### THE TASK
Could the data underneath be repeated exactly, in full?

===

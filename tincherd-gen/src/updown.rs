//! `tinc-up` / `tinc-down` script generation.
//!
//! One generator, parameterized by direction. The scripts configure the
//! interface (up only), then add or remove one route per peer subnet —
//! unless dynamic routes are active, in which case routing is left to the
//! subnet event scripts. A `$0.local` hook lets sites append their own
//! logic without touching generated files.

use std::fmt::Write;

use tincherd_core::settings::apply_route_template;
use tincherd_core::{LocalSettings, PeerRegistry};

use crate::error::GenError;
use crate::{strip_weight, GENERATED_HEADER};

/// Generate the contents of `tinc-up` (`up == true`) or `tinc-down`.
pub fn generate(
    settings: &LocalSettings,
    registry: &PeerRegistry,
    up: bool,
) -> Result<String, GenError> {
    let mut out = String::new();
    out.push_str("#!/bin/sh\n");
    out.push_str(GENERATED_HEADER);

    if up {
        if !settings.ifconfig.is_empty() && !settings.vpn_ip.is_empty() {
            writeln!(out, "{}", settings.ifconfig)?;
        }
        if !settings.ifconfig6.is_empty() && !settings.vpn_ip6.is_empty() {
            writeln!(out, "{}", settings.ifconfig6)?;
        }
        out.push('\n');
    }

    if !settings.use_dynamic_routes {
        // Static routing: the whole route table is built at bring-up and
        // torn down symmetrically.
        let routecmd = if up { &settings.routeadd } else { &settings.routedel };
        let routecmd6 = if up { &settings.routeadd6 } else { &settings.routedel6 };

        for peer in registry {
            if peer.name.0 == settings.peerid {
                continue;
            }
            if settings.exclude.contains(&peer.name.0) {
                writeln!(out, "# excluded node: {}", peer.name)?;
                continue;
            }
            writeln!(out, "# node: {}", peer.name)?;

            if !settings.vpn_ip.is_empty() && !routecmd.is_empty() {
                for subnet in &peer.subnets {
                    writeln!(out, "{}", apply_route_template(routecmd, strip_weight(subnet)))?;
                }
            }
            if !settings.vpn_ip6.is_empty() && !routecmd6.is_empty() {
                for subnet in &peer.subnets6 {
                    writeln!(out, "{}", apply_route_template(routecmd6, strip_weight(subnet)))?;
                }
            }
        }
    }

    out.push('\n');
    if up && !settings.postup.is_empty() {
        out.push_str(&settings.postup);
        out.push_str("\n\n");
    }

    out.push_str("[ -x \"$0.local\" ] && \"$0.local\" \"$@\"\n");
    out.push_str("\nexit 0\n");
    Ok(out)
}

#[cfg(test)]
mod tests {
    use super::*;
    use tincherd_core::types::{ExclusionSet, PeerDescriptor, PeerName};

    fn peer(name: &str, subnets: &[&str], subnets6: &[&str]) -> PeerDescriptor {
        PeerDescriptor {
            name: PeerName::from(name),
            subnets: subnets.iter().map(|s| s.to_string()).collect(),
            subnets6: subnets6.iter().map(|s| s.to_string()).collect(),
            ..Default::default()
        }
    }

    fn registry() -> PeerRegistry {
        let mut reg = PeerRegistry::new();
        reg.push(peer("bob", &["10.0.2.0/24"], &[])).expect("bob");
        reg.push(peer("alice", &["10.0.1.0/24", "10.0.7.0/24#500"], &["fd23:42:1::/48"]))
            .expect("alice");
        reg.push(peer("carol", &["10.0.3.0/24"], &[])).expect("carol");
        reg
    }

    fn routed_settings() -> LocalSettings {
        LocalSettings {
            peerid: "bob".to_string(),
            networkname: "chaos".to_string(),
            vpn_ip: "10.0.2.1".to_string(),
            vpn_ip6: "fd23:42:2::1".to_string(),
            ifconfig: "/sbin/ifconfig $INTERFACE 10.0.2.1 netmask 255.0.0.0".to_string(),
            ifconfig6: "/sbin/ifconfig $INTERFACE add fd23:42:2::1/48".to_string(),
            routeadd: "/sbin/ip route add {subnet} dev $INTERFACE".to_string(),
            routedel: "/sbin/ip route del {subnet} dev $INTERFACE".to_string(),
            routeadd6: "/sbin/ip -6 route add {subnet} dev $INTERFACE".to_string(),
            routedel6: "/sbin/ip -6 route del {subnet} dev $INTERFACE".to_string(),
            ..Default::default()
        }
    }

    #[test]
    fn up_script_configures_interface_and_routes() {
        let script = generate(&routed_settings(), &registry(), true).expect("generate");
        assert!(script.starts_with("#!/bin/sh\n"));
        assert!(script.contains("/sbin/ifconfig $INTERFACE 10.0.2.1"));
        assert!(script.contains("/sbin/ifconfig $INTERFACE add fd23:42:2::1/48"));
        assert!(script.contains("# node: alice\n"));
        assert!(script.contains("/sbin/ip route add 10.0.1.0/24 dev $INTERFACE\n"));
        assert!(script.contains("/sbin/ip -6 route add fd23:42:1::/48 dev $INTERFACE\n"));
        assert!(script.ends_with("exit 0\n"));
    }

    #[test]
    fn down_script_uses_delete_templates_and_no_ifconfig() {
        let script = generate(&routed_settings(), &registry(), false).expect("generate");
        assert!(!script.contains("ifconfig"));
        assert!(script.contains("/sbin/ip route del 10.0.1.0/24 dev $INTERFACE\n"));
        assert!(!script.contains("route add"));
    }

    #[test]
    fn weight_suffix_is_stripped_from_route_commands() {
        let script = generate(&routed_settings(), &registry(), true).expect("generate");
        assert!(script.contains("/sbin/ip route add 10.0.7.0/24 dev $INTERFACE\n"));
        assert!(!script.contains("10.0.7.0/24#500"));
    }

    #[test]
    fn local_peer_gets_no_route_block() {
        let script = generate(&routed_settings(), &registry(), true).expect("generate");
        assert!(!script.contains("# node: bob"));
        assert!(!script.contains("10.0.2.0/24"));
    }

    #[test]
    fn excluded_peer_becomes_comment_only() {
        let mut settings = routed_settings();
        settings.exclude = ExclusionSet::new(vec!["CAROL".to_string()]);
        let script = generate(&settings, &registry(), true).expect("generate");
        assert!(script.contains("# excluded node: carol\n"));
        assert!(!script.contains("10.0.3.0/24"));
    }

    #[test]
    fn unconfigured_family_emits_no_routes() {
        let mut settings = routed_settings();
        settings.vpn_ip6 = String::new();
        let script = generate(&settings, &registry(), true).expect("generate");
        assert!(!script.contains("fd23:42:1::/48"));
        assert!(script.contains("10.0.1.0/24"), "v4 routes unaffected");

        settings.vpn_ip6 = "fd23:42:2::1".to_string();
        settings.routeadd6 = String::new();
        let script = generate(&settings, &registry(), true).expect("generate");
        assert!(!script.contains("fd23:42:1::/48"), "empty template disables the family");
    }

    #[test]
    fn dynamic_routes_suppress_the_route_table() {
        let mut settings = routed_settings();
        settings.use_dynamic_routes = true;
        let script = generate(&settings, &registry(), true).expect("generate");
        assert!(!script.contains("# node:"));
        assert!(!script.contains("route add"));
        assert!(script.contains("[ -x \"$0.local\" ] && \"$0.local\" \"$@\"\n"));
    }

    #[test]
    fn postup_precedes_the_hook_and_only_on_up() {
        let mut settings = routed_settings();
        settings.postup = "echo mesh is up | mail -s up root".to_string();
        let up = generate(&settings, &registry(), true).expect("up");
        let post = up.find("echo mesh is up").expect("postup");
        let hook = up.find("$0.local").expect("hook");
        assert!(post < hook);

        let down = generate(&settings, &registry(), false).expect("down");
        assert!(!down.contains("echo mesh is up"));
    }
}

===

### RESPONSE AREA
filename tincherd-gen/src/updown.rs
//! `tinc-up` / `tinc-down` script generation.
//!
//! One generator, parameterized by direction. The scripts configure the
//! interface (up only), then add or remove one route per peer subnet —
//! unless dynamic routes are active, in which case routing is left to the
//! subnet event scripts. A `$0.local` hook lets sites append their own
//! logic without touching generated files.

use std::fmt::Write;

use tincherd_core::settings::apply_route_template;
use tincherd_core::{LocalSettings, PeerRegistry};

use crate::error::GenError;
use crate::{strip_weight, GENERATED_HEADER};

/// Generate the contents of `tinc-up` (`up == true`) or `tinc-down`.
pub fn generate(
    settings: &LocalSettings,
    registry: &PeerRegistry,
    up: bool,
) -> Result<String, GenError> {
    let mut out = String::new();
    out.push_str("#!/bin/sh\n");
    out.push_str(GENERATED_HEADER);

    if up {
        if !settings.ifconfig.is_empty() && !settings.vpn_ip.is_empty() {
            writeln!(out, "{}", settings.ifconfig)?;
        }
        if !settings.ifconfig6.is_empty() && !settings.vpn_ip6.is_empty() {
            writeln!(out, "{}", settings.ifconfig6)?;
        }
        out.push('\n');
    }

    if !settings.use_dynamic_routes {
        // Static routing: the whole route table is built at bring-up and
        // torn down symmetrically.
        let routecmd = if up { &settings.routeadd } else { &settings.routedel };
        let routecmd6 = if up { &settings.routeadd6 } else { &settings.routedel6 };

        for peer in registry {
            if peer.name.0 == settings.peerid {
                continue;
            }
            if settings.exclude.contains(&peer.name.0) {
                writeln!(out, "# excluded node: {}", peer.name)?;
                continue;
            }
            writeln!(out, "# node: {}", peer.name)?;

            if !settings.vpn_ip.is_empty() && !routecmd.is_empty() {
                for subnet in &peer.subnets {
                    writeln!(out, "{}", apply_route_template(routecmd, strip_weight(subnet)))?;
                }
            }
            if !settings.vpn_ip6.is_empty() && !routecmd6.is_empty() {
                for subnet in &peer.subnets6 {
                    writeln!(out, "{}", apply_route_template(routecmd6, strip_weight(subnet)))?;
                }
            }
        }
    }

    out.push('\n');
    if up && !settings.postup.is_empty() {
        out.push_str(&settings.postup);
        out.push_str("\n\n");
    }

    out.push_str("[ -x \"$0.local\" ] && \"$0.local\" \"$@\"\n");
    out.push_str("\nexit 0\n");
    Ok(out)
}

#[cfg(test)]
mod tests {
    use super::*;
    use tincherd_core::types::{ExclusionSet, PeerDescriptor, PeerName};

    fn peer(name: &str, subnets: &[&str], subnets6: &[&str]) -> PeerDescriptor {
        PeerDescriptor {
            name: PeerName::from(name),
            subnets: subnets.iter().map(|s| s.to_string()).collect(),
            subnets6: subnets6.iter().map(|s| s.to_string()).collect(),
            ..Default::default()
        }
    }

    fn registry() -> PeerRegistry {
        let mut reg = PeerRegistry::new();
        reg.push(peer("bob", &["10.0.2.0/24"], &[])).expect("bob");
        reg.push(peer("alice", &["10.0.1.0/24", "10.0.7.0/24#500"], &["fd23:42:1::/48"]))
            .expect("alice");
        reg.push(peer("carol", &["10.0.3.0/24"], &[])).expect("carol");
        reg
    }

    fn routed_settings() -> LocalSettings {
        LocalSettings {
            peerid: "bob".to_string(),
            networkname: "chaos".to_string(),
            vpn_ip: "10.0.2.1".to_string(),
            vpn_ip6: "fd23:42:2::1".to_string(),
            ifconfig: "/sbin/ifconfig $INTERFACE 10.0.2.1 netmask 255.0.0.0".to_string(),
            ifconfig6: "/sbin/ifconfig $INTERFACE add fd23:42:2::1/48".to_string(),
            routeadd: "/sbin/ip route add {subnet} dev $INTERFACE".to_string(),
            routedel: "/sbin/ip route del {subnet} dev $INTERFACE".to_string(),
            routeadd6: "/sbin/ip -6 route add {subnet} dev $INTERFACE".to_string(),
            routedel6: "/sbin/ip -6 route del {subnet} dev $INTERFACE".to_string(),
            ..Default::default()
        }
    }

    #[test]
    fn up_script_configures_interface_and_routes() {
        let script = generate(&routed_settings(), &registry(), true).expect("generate");
        assert!(script.starts_with("#!/bin/sh\n"));
        assert!(script.contains("/sbin/ifconfig $INTERFACE 10.0.2.1"));
        assert!(script.contains("/sbin/ifconfig $INTERFACE add fd23:42:2::1/48"));
        assert!(script.contains("# node: alice\n"));
        assert!(script.contains("/sbin/ip route add 10.0.1.0/24 dev $INTERFACE\n"));
        assert!(script.contains("/sbin/ip -6 route add fd23:42:1::/48 dev $INTERFACE\n"));
        assert!(script.ends_with("exit 0\n"));
    }

    #[test]
    fn down_script_uses_delete_templates_and_no_ifconfig() {
        let script = generate(&routed_settings(), &registry(), false).expect("generate");
        assert!(!script.contains("ifconfig"));
        assert!(script.contains("/sbin/ip route del 10.0.1.0/24 dev $INTERFACE\n"));
        assert!(!script.contains("route add"));
    }

    #[test]
    fn weight_suffix_is_stripped_from_route_commands() {
        let script = generate(&routed_settings(), &registry(), true).expect("generate");
        assert!(script.contains("/sbin/ip route add 10.0.7.0/24 dev $INTERFACE\n"));
        assert!(!script.contains("10.0.7.0/24#500"));
    }

    #[test]
    fn local_peer_gets_no_route_block() {
        let script = generate(&routed_settings(), &registry(), true).expect("generate");
        assert!(!script.contains("# node: bob"));
        assert!(!script.contains("10.0.2.0/24"));
    }

    #[test]
    fn excluded_peer_becomes_comment_only() {
        let mut settings = routed_settings();
        settings.exclude = ExclusionSet::new(vec!["CAROL".to_string()]);
        let script = generate(&settings, &registry(), true).expect("generate");
        assert!(script.contains("# excluded node: carol\n"));
        assert!(!script.contains("10.0.3.0/24"));
    }

    #[test]
    fn unconfigured_family_emits_no_routes() {
        let mut settings = routed_settings();
        settings.vpn_ip6 = String::new();
        let script = generate(&settings, &registry(), true).expect("generate");
        assert!(!script.contains("fd23:42:1::/48"));
        assert!(script.contains("10.0.1.0/24"), "v4 routes unaffected");

        settings.vpn_ip6 = "fd23:42:2::1".to_string();
        settings.routeadd6 = String::new();
        let script = generate(&settings, &registry(), true).expect("generate");
        assert!(!script.contains("fd23:42:1::/48"), "empty template disables the family");
    }

    #[test]
    fn dynamic_routes_suppress_the_route_table() {
        let mut settings = routed_settings();
        settings.use_dynamic_routes = true;
        let script = generate(&settings, &registry(), true).expect("generate");
        assert!(!script.contains("# node:"));
        assert!(!script.contains("route add"));
        assert!(script.contains("[ -x \"$0.local\" ] && \"$0.local\" \"$@\"\n"));
    }

    #[test]
    fn postup_precedes_the_hook_and_only_on_up() {
        let mut settings = routed_settings();
        settings.postup = "echo mesh is up | mail -s up root".to_string();
        let up = generate(&settings, &registry(), true).expect("up");
        let post = up.find("echo mesh is up").expect("postup");
        let hook = up.find("$0.local").expect("hook");
        assert!(post < hook);

        let down = generate(&settings, &registry(), false).expect("down");
        assert!(!down.contains("echo mesh is up"));
    }
}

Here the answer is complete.